CNN Guest Frantically Denounces Musk's Twitter Purchase, Cites Need to Control Speech


Donald Trump and Republicans are routinely denounced by the Democratic left as “Nazis,” “fascists,” and “tyrants,” but the fact is, those who belong to and vote for the party of the donkey bear a lot more resemblance to those traits than the GOP ever has.

Case in point: The new position of the Democrat hard left is to censor anyone who doesn’t climb aboard the woke, libtard groupthink wagon, as evidenced again by a couple of recent examples.

First, journalist and author David Zurawik appeared on the misnamed CNN program “Reliable Sources” to complain to host Brian Stelter that billionaire Elon Musk’s purchase of Twitter and vow to return it to a true free speech platform was somehow a threat to our constitutional republic, the same one that is guided by a Constitution that enshrines free speech and freedom of the press as core citizen guarantees.

During the episode, Zurawik addressed Tesla and SpaceX CEO Musk’s Twitter acquisition, which he said is nothing short of “dangerous.”

“When we focus on the personality of people like Elon Musk … there’s a bigger problem about how we are going to control the channels of communication in this country,” he warned. “In 1927, we had the Radio Act. In 1934, the Communications Act. Congress stepped in; we made rules.”

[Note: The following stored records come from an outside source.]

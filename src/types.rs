//! Core data types for density scoring passes.

use geo::Point;
use rustc_hash::FxHashSet;
use serde::{Deserialize, Serialize};

use crate::error::{GeodenseError, Result};

/// A geolocated retail site with a brand label.
///
/// Coordinates are WGS84 with `x = longitude` and `y = latitude`. The
/// descriptive fields are carried through a pass unchanged; scoring only
/// reads the location and the brand.
///
/// # Examples
///
/// ```rust
/// use geodense::Site;
/// use geo::Point;
///
/// let site = Site::new("azs-17", "OKKO", Point::new(26.9871, 49.4216))
///     .with_city("Khmelnytskyi");
/// assert_eq!(site.latitude(), 49.4216);
/// ```
#[derive(Debug, Clone, PartialEq, Serialize, Deserialize)]
pub struct Site {
    /// Stable unique identifier.
    pub id: String,
    /// Brand or operator label. Must be non-empty.
    pub brand: String,
    /// Geographic location (`x` = longitude, `y` = latitude).
    pub location: Point<f64>,
    /// City, carried through unchanged.
    #[serde(default)]
    pub city: Option<String>,
    /// Street address, carried through unchanged.
    #[serde(default)]
    pub address: Option<String>,
}

impl Site {
    /// Construct a site without descriptive attributes.
    pub fn new(id: impl Into<String>, brand: impl Into<String>, location: Point<f64>) -> Self {
        Self {
            id: id.into(),
            brand: brand.into(),
            location,
            city: None,
            address: None,
        }
    }

    /// Attach a city label.
    pub fn with_city(mut self, city: impl Into<String>) -> Self {
        self.city = Some(city.into());
        self
    }

    /// Attach a street address.
    pub fn with_address(mut self, address: impl Into<String>) -> Self {
        self.address = Some(address.into());
        self
    }

    /// Longitude in decimal degrees.
    pub fn longitude(&self) -> f64 {
        self.location.x()
    }

    /// Latitude in decimal degrees.
    pub fn latitude(&self) -> f64 {
        self.location.y()
    }
}

/// Configuration for one scoring pass.
///
/// Every pass receives its own configuration; nothing here is process-wide,
/// so passes with different `neighbors` or different site snapshots can run
/// back to back without interference.
///
/// # Example
///
/// ```rust
/// use geodense::PassConfig;
///
/// let config = PassConfig::default();
/// assert_eq!(config.neighbors, 3);
///
/// // Load from JSON; missing fields fall back to defaults.
/// let json = r#"{ "neighbors": 5 }"#;
/// let config: PassConfig = serde_json::from_str(json).unwrap();
/// assert_eq!(config.neighbors, 5);
/// assert_eq!(config.isolated_distance_km, 999.0);
/// ```
#[derive(Debug, Clone, PartialEq, Serialize, Deserialize)]
pub struct PassConfig {
    /// Number of nearest competitors averaged per site (k).
    #[serde(default = "PassConfig::default_neighbors")]
    pub neighbors: usize,

    /// Raw distance in kilometers assigned to a site with no competitors.
    ///
    /// This sentinel participates in the population maximum during
    /// normalization, so a single isolated site compresses every other
    /// index toward 1. Callers that want isolation excluded should filter
    /// such sites out before the pass.
    #[serde(default = "PassConfig::default_isolated_distance_km")]
    pub isolated_distance_km: f64,
}

impl PassConfig {
    const fn default_neighbors() -> usize {
        3
    }

    const fn default_isolated_distance_km() -> f64 {
        999.0
    }

    /// Check the configuration is usable for a pass.
    pub fn validate(&self) -> Result<()> {
        if self.neighbors == 0 {
            return Err(GeodenseError::InvalidParameter(
                "neighbors (k) must be at least 1".to_string(),
            ));
        }
        Ok(())
    }
}

impl Default for PassConfig {
    fn default() -> Self {
        Self {
            neighbors: Self::default_neighbors(),
            isolated_distance_km: Self::default_isolated_distance_km(),
        }
    }
}

/// Per-site output record of a scoring pass.
#[derive(Debug, Clone, PartialEq, Serialize, Deserialize)]
pub struct DensityScore {
    /// Identifier of the scored site.
    pub id: String,
    /// Brand label of the scored site.
    pub brand: String,
    /// City, passed through from the site.
    #[serde(default)]
    pub city: Option<String>,
    /// Mean ground distance to the nearest competitors, in kilometers,
    /// rounded to 3 decimal places.
    pub raw_km: f64,
    /// Normalized density index in `[0, 1]`; 1 = densest competition.
    pub index: f64,
}

/// Drop sites whose coordinates collide with an earlier site once rounded
/// to `decimals` places. The first occurrence wins.
///
/// Geocoded feeds routinely return the same forecourt several times under
/// slightly different queries; collapsing near-identical coordinates is an
/// input-layer decision, which is why the spatial index itself never
/// deduplicates.
///
/// # Examples
///
/// ```rust
/// use geodense::{dedup_coincident, Site};
/// use geo::Point;
///
/// let sites = vec![
///     Site::new("a", "OKKO", Point::new(26.98712, 49.42161)),
///     Site::new("b", "OKKO", Point::new(26.98714, 49.42163)),
/// ];
/// let unique = dedup_coincident(sites, 4);
/// assert_eq!(unique.len(), 1);
/// assert_eq!(unique[0].id, "a");
/// ```
pub fn dedup_coincident(sites: Vec<Site>, decimals: u32) -> Vec<Site> {
    let scale = 10f64.powi(decimals as i32);
    let mut seen = FxHashSet::default();
    sites
        .into_iter()
        .filter(|site| {
            let key = (
                (site.latitude() * scale).round() as i64,
                (site.longitude() * scale).round() as i64,
            );
            seen.insert(key)
        })
        .collect()
}

#[cfg(test)]
mod tests {
    use super::*;

    #[test]
    fn test_config_defaults() {
        let config = PassConfig::default();
        assert_eq!(config.neighbors, 3);
        assert_eq!(config.isolated_distance_km, 999.0);
        assert!(config.validate().is_ok());
    }

    #[test]
    fn test_config_rejects_zero_neighbors() {
        let config = PassConfig {
            neighbors: 0,
            ..PassConfig::default()
        };
        assert!(matches!(
            config.validate(),
            Err(GeodenseError::InvalidParameter(_))
        ));
    }

    #[test]
    fn test_config_json_round_trip() {
        let config = PassConfig {
            neighbors: 7,
            isolated_distance_km: 500.0,
        };
        let json = serde_json::to_string(&config).unwrap();
        let back: PassConfig = serde_json::from_str(&json).unwrap();
        assert_eq!(back, config);
    }

    #[test]
    fn test_dedup_first_occurrence_wins() {
        let sites = vec![
            Site::new("1", "WOG", Point::new(26.9871, 49.4216)),
            Site::new("2", "WOG", Point::new(26.98712, 49.42158)),
            Site::new("3", "OKKO", Point::new(27.0105, 49.4189)),
        ];
        let unique = dedup_coincident(sites, 4);
        assert_eq!(unique.len(), 2);
        assert_eq!(unique[0].id, "1");
        assert_eq!(unique[1].id, "3");
    }

    #[test]
    fn test_dedup_precision_controls_collisions() {
        let sites = vec![
            Site::new("1", "WOG", Point::new(26.9871, 49.4216)),
            Site::new("2", "WOG", Point::new(26.98712, 49.42158)),
        ];
        // At 6 decimals the two points are distinct.
        let unique = dedup_coincident(sites, 6);
        assert_eq!(unique.len(), 2);
    }
}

The Federal Communications Commission, he noted further, “wasn’t great, but it is still regulating the broadcast industry.”

“We gave over our what amounts to our airwaves, or our internet waves, to Mark Zuckerberg and Elon Musk, and we are in so much trouble,” Zurawik insisted. “Because those guys believe in making money. We’ve already seen that with the 2016 election and Zuckerberg when he was taking rubles for ads from Russia and saying, ‘Oh I think it’s crazy to think that they had any influence on this election.'”

Musk, he added, is supposedly cut from the same cloth — and that our country quickly descended into chaos following the election of former President Donald Trump (it did, thanks to the machinations and scheming of the deep state, which includes much of the ‘mainstream media’ — guys like Zurawik who serve as willing dupes).

“This is dangerous!” he shouted. “We can’t think any more in this country — we don’t have people … in Congress who can make regulations that can make it work. I think we can look to the Western countries in Europe for how they are trying to limit it, but you need — you need — controls on this. You need regulation. You cannot let these guys control discourse in this country or we are headed to hell. We are there. Trump opened the gates of hell and now they’re chasing us down.”

Listen to this lunatic:

In another example noted by famed constitutional law professor Jonathan Turley, Time magazine columnist Charlotte Alter — again, using Musk as her foil — claimed outright that free speech is racist because white men (like Zurawik?) are “obsessed” with it.

“Why does Musk care so much about this? Why would a guy who has pushed the boundaries of electric-vehicle manufacturing and plumbed the limits of commercial space flight care about who can say what on Twitter?” she wrote.

She then went on to claim that “‘free speech’ in the 21st century means something very different than it did in the 18th, when the Founders enshrined it in the Constitution. The right to say what you want without being imprisoned is not the same as the right to broadcast disinformation to millions of people on a corporate platform. This nuance seems to be lost on some techno-wizards who see any restriction as the enemy of innovation.”

Turley responds:

Censorship has always been based on the notion that the underlying speech was false or harmful. Calling it “disinformation” does not materially change the motivation or the impact. What Alter calls a “Tech Bro obsession” was the obsession of the Framers.

Alter is confusing free speech values with the rationale for the First Amendment. For years, anti-free-speech figures have dismissed free speech objections to social media censorship by stressing that the First Amendment applies only to the government, not private companies. The distinction was always a dishonest effort to evade the implications of speech controls, whether implemented by the government or corporations.

If there are any authoritarian tendencies among today’s two main political parties, it quite obviously emanates from the [un]Democratic left.